■ **Assignment**
State how many lines in the listing below hold the string "select"; nothing else is wanted.

Segment Start: Material provided

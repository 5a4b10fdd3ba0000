//! Score breakdown: the itemized decomposition of a final score.
//!
//! A `Breakdown` can only be built from a list of terms, and always ends
//! with exactly one `Total` item whose value is the sum of every term,
//! including terms whose lines are hidden.

use serde::{Deserialize, Serialize};

/// Tag of a breakdown line.
#[derive(Clone, Copy, Debug, PartialEq, Eq, Hash, Serialize, Deserialize)]
#[serde(rename_all = "snake_case")]
pub enum ItemKind {
    Base,
    Bonus,
    Penalty,
    Total,
}

/// One line of a breakdown.
#[derive(Clone, Debug, PartialEq, Eq, Serialize, Deserialize)]
pub struct BreakdownItem {
    pub label: String,
    pub value: i64,
    pub kind: ItemKind,
    #[serde(default, skip_serializing_if = "Option::is_none")]
    pub description: Option<String>,
}

/// One summand of the final score, as produced by a game's rules.
#[derive(Clone, Debug, PartialEq, Eq)]
pub struct ScoreTerm {
    pub label: String,
    pub value: i64,
    /// `Base`, `Bonus` or `Penalty`.
    pub kind: ItemKind,
    pub description: Option<String>,
    /// Whether the term gets its own breakdown line.
    pub shown: bool,
}

/// Sum a list of terms, saturating at the `i64` bounds.
#[must_use]
pub fn sum_terms(terms: &[ScoreTerm]) -> i64 {
    terms.iter().fold(0i64, |acc, t| acc.saturating_add(t.value))
}

pub const DEFAULT_TOTAL_LABEL: &str = "Total Score";
pub const DEFAULT_TOTAL_DESCRIPTION: &str = "Sum of all points and bonuses";

/// Ordered breakdown ending with a single `Total` item.
///
/// ## Example
///
/// ```
/// use meeple_score::breakdown::{Breakdown, ItemKind, ScoreTerm};
///
/// let terms = vec![
///     ScoreTerm { label: "Points".into(), value: 40, kind: ItemKind::Base, description: None, shown: true },
///     ScoreTerm { label: "Bonus".into(), value: 0, kind: ItemKind::Bonus, description: None, shown: false },
/// ];
/// let breakdown = Breakdown::from_terms(&terms, None);
///
/// assert_eq!(breakdown.len(), 2);
/// assert_eq!(breakdown.total(), 40);
/// assert_eq!(breakdown.items().last().unwrap().kind, ItemKind::Total);
/// ```
#[derive(Clone, Debug, PartialEq, Eq, Serialize)]
#[serde(transparent)]
pub struct Breakdown {
    items: Vec<BreakdownItem>,
}

impl Breakdown {
    /// Build the breakdown of a term list.
    ///
    /// Hidden terms still count toward the total.
    #[must_use]
    pub fn from_terms(terms: &[ScoreTerm], total_description: Option<&str>) -> Self {
        let mut items: Vec<BreakdownItem> = terms
            .iter()
            .filter(|t| t.shown)
            .map(|t| BreakdownItem {
                label: t.label.clone(),
                value: t.value,
                kind: t.kind,
                description: t.description.clone(),
            })
            .collect();

        items.push(BreakdownItem {
            label: DEFAULT_TOTAL_LABEL.to_string(),
            value: sum_terms(terms),
            kind: ItemKind::Total,
            description: Some(total_description.unwrap_or(DEFAULT_TOTAL_DESCRIPTION).to_string()),
        });

        Self { items }
    }

    /// All lines, `Total` last.
    #[must_use]
    pub fn items(&self) -> &[BreakdownItem] {
        &self.items
    }

    /// Lines before the total.
    #[must_use]
    pub fn components(&self) -> &[BreakdownItem] {
        &self.items[..self.items.len() - 1]
    }

    /// The `Total` line.
    #[must_use]
    pub fn total_item(&self) -> &BreakdownItem {
        &self.items[self.items.len() - 1]
    }

    #[must_use]
    pub fn total(&self) -> i64 {
        self.total_item().value
    }

    /// Number of lines including the total.
    #[must_use]
    pub fn len(&self) -> usize {
        self.items.len()
    }

    /// Always false: a breakdown has at least its total line.
    #[must_use]
    pub fn is_empty(&self) -> bool {
        self.items.is_empty()
    }

    pub fn iter(&self) -> impl Iterator<Item = &BreakdownItem> {
        self.items.iter()
    }

    /// Find a line by label.
    #[must_use]
    pub fn find(&self, label: &str) -> Option<&BreakdownItem> {
        self.items.iter().find(|i| i.label == label)
    }

    #[must_use]
    pub fn into_items(self) -> Vec<BreakdownItem> {
        self.items
    }
}
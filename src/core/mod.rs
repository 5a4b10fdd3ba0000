//! Core types: identifiers, raw score values and records, configuration.
//!
//! Everything here is game-agnostic. Games describe themselves with
//! `schema` and `bonus` types and never extend the core.

pub mod ids;
pub mod value;
pub mod record;
pub mod config;

pub use ids::{FieldKey, GameId};
pub use value::ScoreValue;
pub use record::RawScores;
pub use config::{RangePolicy, RegistryConfig};
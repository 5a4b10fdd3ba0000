//! Odin (2024): cards left in hand, lowered by rounds won. Lowest wins.

use crate::bonus::BonusSpec;
use crate::core::RawScores;
use crate::rules::{GameUtility, UiHints, WinningCondition};
use crate::schema::ScoreFieldSpec;

pub const GAME_ID: &str = "406854";

const POINTS_PER_ROUND_WON: i64 = -2;

fn round_bonus(s: &RawScores) -> i64 {
    s.get_int("roundsWon", 0).saturating_mul(POINTS_PER_ROUND_WON)
}

fn round_detail(s: &RawScores) -> String {
    format!("{} rounds won × {} points", s.get_int("roundsWon", 0), POINTS_PER_ROUND_WON)
}

/// Scoring definition for Odin.
#[must_use]
pub fn utility() -> GameUtility {
    GameUtility::new(GAME_ID, "Odin (2024)")
        .with_players(2, 4)
        .with_winning_condition(WinningCondition::Lowest)
        .with_field(ScoreFieldSpec::number("cardsInHand", "Cards in Hand").base_term())
        .with_field(ScoreFieldSpec::number("roundsWon", "Rounds Won"))
        .with_bonus(
            BonusSpec::new("roundBonus", "Round Bonus", round_bonus)
                .with_description("-2 points per round won")
                .with_detail(round_detail),
        )
        .with_total_description("Lower is better")
        .with_ui(
            UiHints::new()
                .with_round_tracker()
                .allowing_negative_scores()
                .with_component("OdinRoundTracker"),
        )
}

#[cfg(test)]
mod tests {
    use super::*;
    use crate::rules::ScoringRules;

    #[test]
    fn test_example_record() {
        let game = utility();
        let scores = RawScores::new().with("cardsInHand", 5).with("roundsWon", 1);

        assert_eq!(game.bonus("roundBonus").map(|b| b.evaluate(&scores)), Some(-2));
        assert_eq!(game.compute_final_score(&scores), 3);
        assert_eq!(game.winning_condition, WinningCondition::Lowest);

        let breakdown = game.compute_breakdown(&scores);
        assert_eq!(breakdown.total(), 3);
        assert_eq!(breakdown.total_item().description.as_deref(), Some("Lower is better"));
        assert_eq!(
            breakdown.find("Round Bonus").and_then(|i| i.description.as_deref()),
            Some("1 rounds won × -2 points")
        );
    }

    #[test]
    fn test_negative_total_is_allowed() {
        let game = utility();
        let scores = RawScores::new().with("cardsInHand", 1).with("roundsWon", 3);
        assert_eq!(game.compute_final_score(&scores), -5);
        assert!(game.validate(&scores).is_empty());
    }
}
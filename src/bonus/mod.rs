//! Bonus formulas: named, signed point adjustments.
//!
//! A bonus is a plain `fn(&RawScores) -> i64` over one player's normalized
//! record. The signature rules out hidden state and cross-player access,
//! and a non-numeric result cannot be expressed.

use crate::core::{FieldKey, RawScores};
use crate::breakdown::ItemKind;

/// Pure bonus formula.
pub type BonusFn = fn(&RawScores) -> i64;

/// Builds the per-player description of a bonus line ("2 Qwirkles × 12 points").
pub type DetailFn = fn(&RawScores) -> String;

/// Whether a bonus adds or removes points, used to tag breakdown lines.
///
/// The sign itself lives in the formula: a penalty returns a negative number.
#[derive(Clone, Copy, Debug, Default, PartialEq, Eq, Hash)]
pub enum BonusKind {
    #[default]
    Bonus,
    Penalty,
}

impl BonusKind {
    #[must_use]
    pub fn item_kind(self) -> ItemKind {
        match self {
            BonusKind::Bonus => ItemKind::Bonus,
            BonusKind::Penalty => ItemKind::Penalty,
        }
    }
}

/// When a bonus line is shown in the breakdown.
#[derive(Clone, Copy, Debug, Default, PartialEq, Eq, Hash)]
pub enum Visibility {
    #[default]
    Always,
    /// Hide the line when the bonus contributes 0 points.
    WhenNonZero,
}

/// Declaration of one bonus.
#[derive(Clone)]
pub struct BonusSpec {
    pub key: FieldKey,
    pub label: String,
    /// Static rule text ("6 points per completed line of 6 tiles").
    pub description: Option<String>,
    pub kind: BonusKind,
    pub compute: BonusFn,
    pub visibility: Visibility,
    /// Per-player breakdown text. Falls back to `description`.
    pub detail: Option<DetailFn>,
}

impl BonusSpec {
    /// Create a bonus.
    pub fn new(key: impl Into<FieldKey>, label: impl Into<String>, compute: BonusFn) -> Self {
        Self {
            key: key.into(),
            label: label.into(),
            description: None,
            kind: BonusKind::Bonus,
            compute,
            visibility: Visibility::Always,
            detail: None,
        }
    }

    /// Create a penalty. `compute` must return a value `<= 0`.
    pub fn penalty(key: impl Into<FieldKey>, label: impl Into<String>, compute: BonusFn) -> Self {
        let mut spec = Self::new(key, label, compute);
        spec.kind = BonusKind::Penalty;
        spec
    }

    #[must_use]
    pub fn with_description(mut self, description: impl Into<String>) -> Self {
        self.description = Some(description.into());
        self
    }

    #[must_use]
    pub fn with_detail(mut self, detail: DetailFn) -> Self {
        self.detail = Some(detail);
        self
    }

    /// Only show the breakdown line when the bonus fires.
    #[must_use]
    pub fn shown_when_nonzero(mut self) -> Self {
        self.visibility = Visibility::WhenNonZero;
        self
    }

    /// Evaluate the formula.
    #[must_use]
    pub fn evaluate(&self, scores: &RawScores) -> i64 {
        (self.compute)(scores)
    }

    /// Description for the breakdown line of this player.
    #[must_use]
    pub fn describe(&self, scores: &RawScores) -> Option<String> {
        match self.detail {
            Some(detail) => Some(detail(scores)),
            None => self.description.clone(),
        }
    }

    /// Whether the breakdown shows a line with this value.
    #[must_use]
    pub fn is_shown(&self, value: i64) -> bool {
        match self.visibility {
            Visibility::Always => true,
            Visibility::WhenNonZero => value != 0,
        }
    }
}

impl std::fmt::Debug for BonusSpec {
    fn fmt(&self, f: &mut std::fmt::Formatter<'_>) -> std::fmt::Result {
        f.debug_struct("BonusSpec")
            .field("key", &self.key)
            .field("label", &self.label)
            .field("kind", &self.kind)
            .field("visibility", &self.visibility)
            .finish_non_exhaustive()
    }
}
//! Raw score record for one player.
//!
//! `RawScores` is what the scorekeeper typed in, before any bonus or
//! derivation. Accessors always take a default so a missing or
//! wrongly-typed field never leaks into arithmetic.

use rustc_hash::FxHashMap;
use serde::{Deserialize, Serialize};

use super::ids::FieldKey;
use super::value::ScoreValue;

/// Field values entered for one player in one session.
///
/// ## Example
///
/// ```
/// use meeple_score::core::RawScores;
///
/// let scores = RawScores::new()
///     .with("points", 40)
///     .with("allTiles", true);
///
/// assert_eq!(scores.get_int("points", 0), 40);
/// assert_eq!(scores.get_int("qwirkles", 0), 0);
/// assert!(scores.get_bool("allTiles", false));
/// ```
#[derive(Clone, Debug, Default, PartialEq, Eq, Serialize, Deserialize)]
#[serde(transparent)]
pub struct RawScores {
    values: FxHashMap<FieldKey, ScoreValue>,
}

impl RawScores {
    /// Create an empty record.
    #[must_use]
    pub fn new() -> Self {
        Self::default()
    }

    /// Set a field (builder pattern).
    #[must_use]
    pub fn with(mut self, key: impl Into<FieldKey>, value: impl Into<ScoreValue>) -> Self {
        self.set(key, value);
        self
    }

    /// Set a field, replacing any previous value.
    pub fn set(&mut self, key: impl Into<FieldKey>, value: impl Into<ScoreValue>) {
        self.values.insert(key.into(), value.into());
    }

    /// Remove a field, returning its previous value.
    pub fn remove(&mut self, key: &str) -> Option<ScoreValue> {
        self.values.remove(key)
    }

    #[must_use]
    pub fn get(&self, key: &str) -> Option<&ScoreValue> {
        self.values.get(key)
    }

    /// Get an integer field, or `default` when missing or not an integer.
    #[must_use]
    pub fn get_int(&self, key: &str, default: i64) -> i64 {
        self.get(key).and_then(ScoreValue::as_int).unwrap_or(default)
    }

    /// Get a boolean field, or `default` when missing or not a boolean.
    #[must_use]
    pub fn get_bool(&self, key: &str, default: bool) -> bool {
        self.get(key).and_then(ScoreValue::as_bool).unwrap_or(default)
    }

    /// Get a text field.
    #[must_use]
    pub fn get_text(&self, key: &str) -> Option<&str> {
        self.get(key).and_then(ScoreValue::as_text)
    }

    #[must_use]
    pub fn contains(&self, key: &str) -> bool {
        self.values.contains_key(key)
    }

    #[must_use]
    pub fn len(&self) -> usize {
        self.values.len()
    }

    #[must_use]
    pub fn is_empty(&self) -> bool {
        self.values.is_empty()
    }

    /// Iterate over all (key, value) pairs in arbitrary order.
    pub fn iter(&self) -> impl Iterator<Item = (&FieldKey, &ScoreValue)> {
        self.values.iter()
    }
}

impl<K, V> FromIterator<(K, V)> for RawScores
where
    K: Into<FieldKey>,
    V: Into<ScoreValue>,
{
    fn from_iter<I: IntoIterator<Item = (K, V)>>(iter: I) -> Self {
        let mut scores = RawScores::new();
        for (key, value) in iter {
            scores.set(key, value);
        }
        scores
    }
}
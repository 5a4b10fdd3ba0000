//! String identifiers for games and score fields.
//!
//! Both are thin newtypes over `String` that implement `Borrow<str>`,
//! so maps keyed by them can be queried with a plain `&str`.

use serde::{Deserialize, Serialize};
use std::borrow::Borrow;

/// Identifier of a game, as used by the board-game database (e.g. `"25669"`).
#[derive(Clone, Debug, PartialEq, Eq, Hash, PartialOrd, Ord, Serialize, Deserialize)]
#[serde(transparent)]
pub struct GameId(pub String);

impl GameId {
    /// Create a new game ID.
    pub fn new(id: impl Into<String>) -> Self {
        Self(id.into())
    }

    #[must_use]
    pub fn as_str(&self) -> &str {
        &self.0
    }
}

impl std::fmt::Display for GameId {
    fn fmt(&self, f: &mut std::fmt::Formatter<'_>) -> std::fmt::Result {
        f.write_str(&self.0)
    }
}

impl Borrow<str> for GameId {
    fn borrow(&self) -> &str {
        &self.0
    }
}

impl From<&str> for GameId {
    fn from(s: &str) -> Self {
        Self::new(s)
    }
}

impl From<String> for GameId {
    fn from(s: String) -> Self {
        Self(s)
    }
}

/// Name of a raw score field within one game (e.g. `"qwirkles"`).
#[derive(Clone, Debug, PartialEq, Eq, Hash, PartialOrd, Ord, Serialize, Deserialize)]
#[serde(transparent)]
pub struct FieldKey(pub String);

impl FieldKey {
    /// Create a new field key.
    pub fn new(key: impl Into<String>) -> Self {
        Self(key.into())
    }

    #[must_use]
    pub fn as_str(&self) -> &str {
        &self.0
    }
}

impl std::fmt::Display for FieldKey {
    fn fmt(&self, f: &mut std::fmt::Formatter<'_>) -> std::fmt::Result {
        f.write_str(&self.0)
    }
}

impl Borrow<str> for FieldKey {
    fn borrow(&self) -> &str {
        &self.0
    }
}

impl From<&str> for FieldKey {
    fn from(s: &str) -> Self {
        Self::new(s)
    }
}

impl From<String> for FieldKey {
    fn from(s: String) -> Self {
        Self(s)
    }
}
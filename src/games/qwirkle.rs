//! Qwirkle: tile points plus Qwirkle and all-tiles bonuses.

use crate::bonus::BonusSpec;
use crate::core::RawScores;
use crate::rules::{GameUtility, QuickControl, UiHints, WinningCondition};
use crate::schema::ScoreFieldSpec;

pub const GAME_ID: &str = "25669";

const POINTS_PER_QWIRKLE: i64 = 12;
const ALL_TILES_BONUS: i64 = 6;

fn qwirkle_bonus(s: &RawScores) -> i64 {
    s.get_int("qwirkles", 0).saturating_mul(POINTS_PER_QWIRKLE)
}

fn qwirkle_detail(s: &RawScores) -> String {
    format!("{} Qwirkles × {} points", s.get_int("qwirkles", 0), POINTS_PER_QWIRKLE)
}

fn all_tiles_bonus(s: &RawScores) -> i64 {
    if s.get_bool("allTiles", false) {
        ALL_TILES_BONUS
    } else {
        0
    }
}

/// Scoring definition for Qwirkle.
#[must_use]
pub fn utility() -> GameUtility {
    GameUtility::new(GAME_ID, "Qwirkle")
        .with_players(2, 4)
        .with_winning_condition(WinningCondition::Highest)
        .with_field(
            ScoreFieldSpec::number("points", "Points")
                .with_description("Points from placed tiles (1 per tile in a line)")
                .base_term(),
        )
        .with_field(
            ScoreFieldSpec::number("qwirkles", "Qwirkles")
                .with_description("Number of completed lines of 6 tiles"),
        )
        .with_field(
            ScoreFieldSpec::boolean("allTiles", "Used All Tiles")
                .with_description("Check if player used all tiles on their last turn"),
        )
        .with_bonus(
            BonusSpec::new("qwirkleBonus", "Qwirkle Bonuses", qwirkle_bonus)
                .with_description("12 points per completed line of 6 tiles")
                .with_detail(qwirkle_detail),
        )
        .with_bonus(
            BonusSpec::new("allTilesBonus", "All Tiles Bonus", all_tiles_bonus)
                .with_description("Used all tiles on final turn")
                .shown_when_nonzero(),
        )
        .with_ui(
            UiHints::new()
                .with_round_tracker()
                .with_quick_control(QuickControl::new("+1", 1))
                .with_quick_control(QuickControl::new("+6", 6)),
        )
}
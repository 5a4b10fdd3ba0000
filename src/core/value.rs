//! Raw score values.
//!
//! A scorekeeper enters one of three kinds of value per field:
//!
//! - `Int`: counts and points (number, multiplier and numeric select fields)
//! - `Bool`: checkboxes (e.g. "used all tiles")
//! - `Text`: textual select options
//!
//! A cleared form input arrives as `Null` and is treated like a missing
//! field. Values are read from plain JSON (`{"points": 40, "allTiles": true}`):
//! whole-number floats such as `40.0` become `Int`; any other number is kept
//! as `Text` so validation reports it instead of the record failing to parse.

use serde::de::{self, Deserializer, Visitor};
use serde::{Deserialize, Serialize};

/// Value of a single raw score field.
#[derive(Clone, Debug, PartialEq, Eq, Hash, Serialize)]
#[serde(untagged)]
pub enum ScoreValue {
    /// Integer value (points, counts).
    Int(i64),
    /// Boolean flag.
    Bool(bool),
    /// Text value (select option).
    Text(String),
    /// Explicitly empty input.
    Null,
}

impl ScoreValue {
    /// Get as integer if this is an Int value.
    #[must_use]
    pub fn as_int(&self) -> Option<i64> {
        match self {
            ScoreValue::Int(v) => Some(*v),
            _ => None,
        }
    }

    /// Get as bool if this is a Bool value.
    #[must_use]
    pub fn as_bool(&self) -> Option<bool> {
        match self {
            ScoreValue::Bool(v) => Some(*v),
            _ => None,
        }
    }

    /// Get as string reference if this is a Text value.
    #[must_use]
    pub fn as_text(&self) -> Option<&str> {
        match self {
            ScoreValue::Text(s) => Some(s),
            _ => None,
        }
    }

    #[must_use]
    pub fn is_null(&self) -> bool {
        matches!(self, ScoreValue::Null)
    }

    /// Short name of the variant, used in validation messages.
    #[must_use]
    pub fn type_name(&self) -> &'static str {
        match self {
            ScoreValue::Int(_) => "integer",
            ScoreValue::Bool(_) => "boolean",
            ScoreValue::Text(_) => "text",
            ScoreValue::Null => "null",
        }
    }
}

impl<'de> Deserialize<'de> for ScoreValue {
    fn deserialize<D>(deserializer: D) -> Result<Self, D::Error>
    where
        D: Deserializer<'de>,
    {
        struct ScoreValueVisitor;

        impl<'de> Visitor<'de> for ScoreValueVisitor {
            type Value = ScoreValue;

            fn expecting(&self, formatter: &mut std::fmt::Formatter) -> std::fmt::Result {
                formatter.write_str("a number, a boolean, a string or null")
            }

            fn visit_bool<E: de::Error>(self, v: bool) -> Result<ScoreValue, E> {
                Ok(ScoreValue::Bool(v))
            }

            fn visit_i64<E: de::Error>(self, v: i64) -> Result<ScoreValue, E> {
                Ok(ScoreValue::Int(v))
            }

            fn visit_u64<E: de::Error>(self, v: u64) -> Result<ScoreValue, E> {
                Ok(i64::try_from(v).map_or_else(|_| ScoreValue::Text(v.to_string()), ScoreValue::Int))
            }

            // 2^63 as f64; `as` saturates, so the upper bound must be exclusive.
            fn visit_f64<E: de::Error>(self, v: f64) -> Result<ScoreValue, E> {
                const LIMIT: f64 = 9_223_372_036_854_775_808.0;
                if v.fract() == 0.0 && (-LIMIT..LIMIT).contains(&v) {
                    Ok(ScoreValue::Int(v as i64))
                } else {
                    Ok(ScoreValue::Text(v.to_string()))
                }
            }

            fn visit_str<E: de::Error>(self, v: &str) -> Result<ScoreValue, E> {
                Ok(ScoreValue::Text(v.to_string()))
            }

            fn visit_string<E: de::Error>(self, v: String) -> Result<ScoreValue, E> {
                Ok(ScoreValue::Text(v))
            }

            fn visit_unit<E: de::Error>(self) -> Result<ScoreValue, E> {
                Ok(ScoreValue::Null)
            }

            fn visit_none<E: de::Error>(self) -> Result<ScoreValue, E> {
                Ok(ScoreValue::Null)
            }

            fn visit_some<D: Deserializer<'de>>(self, deserializer: D) -> Result<ScoreValue, D::Error> {
                deserializer.deserialize_any(ScoreValueVisitor)
            }
        }

        deserializer.deserialize_any(ScoreValueVisitor)
    }
}

impl std::fmt::Display for ScoreValue {
    fn fmt(&self, f: &mut std::fmt::Formatter<'_>) -> std::fmt::Result {
        match self {
            ScoreValue::Int(v) => write!(f, "{}", v),
            ScoreValue::Bool(v) => write!(f, "{}", v),
            ScoreValue::Text(s) => write!(f, "'{}'", s),
            ScoreValue::Null => f.write_str("null"),
        }
    }
}

impl From<i64> for ScoreValue {
    fn from(v: i64) -> Self {
        ScoreValue::Int(v)
    }
}

impl From<i32> for ScoreValue {
    fn from(v: i32) -> Self {
        ScoreValue::Int(v as i64)
    }
}

impl From<bool> for ScoreValue {
    fn from(v: bool) -> Self {
        ScoreValue::Bool(v)
    }
}

impl From<String> for ScoreValue {
    fn from(v: String) -> Self {
        ScoreValue::Text(v)
    }
}

impl From<&str> for ScoreValue {
    fn from(v: &str) -> Self {
        ScoreValue::Text(v.to_string())
    }
}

Segment End: Material provided

■ **Solved exercise**
3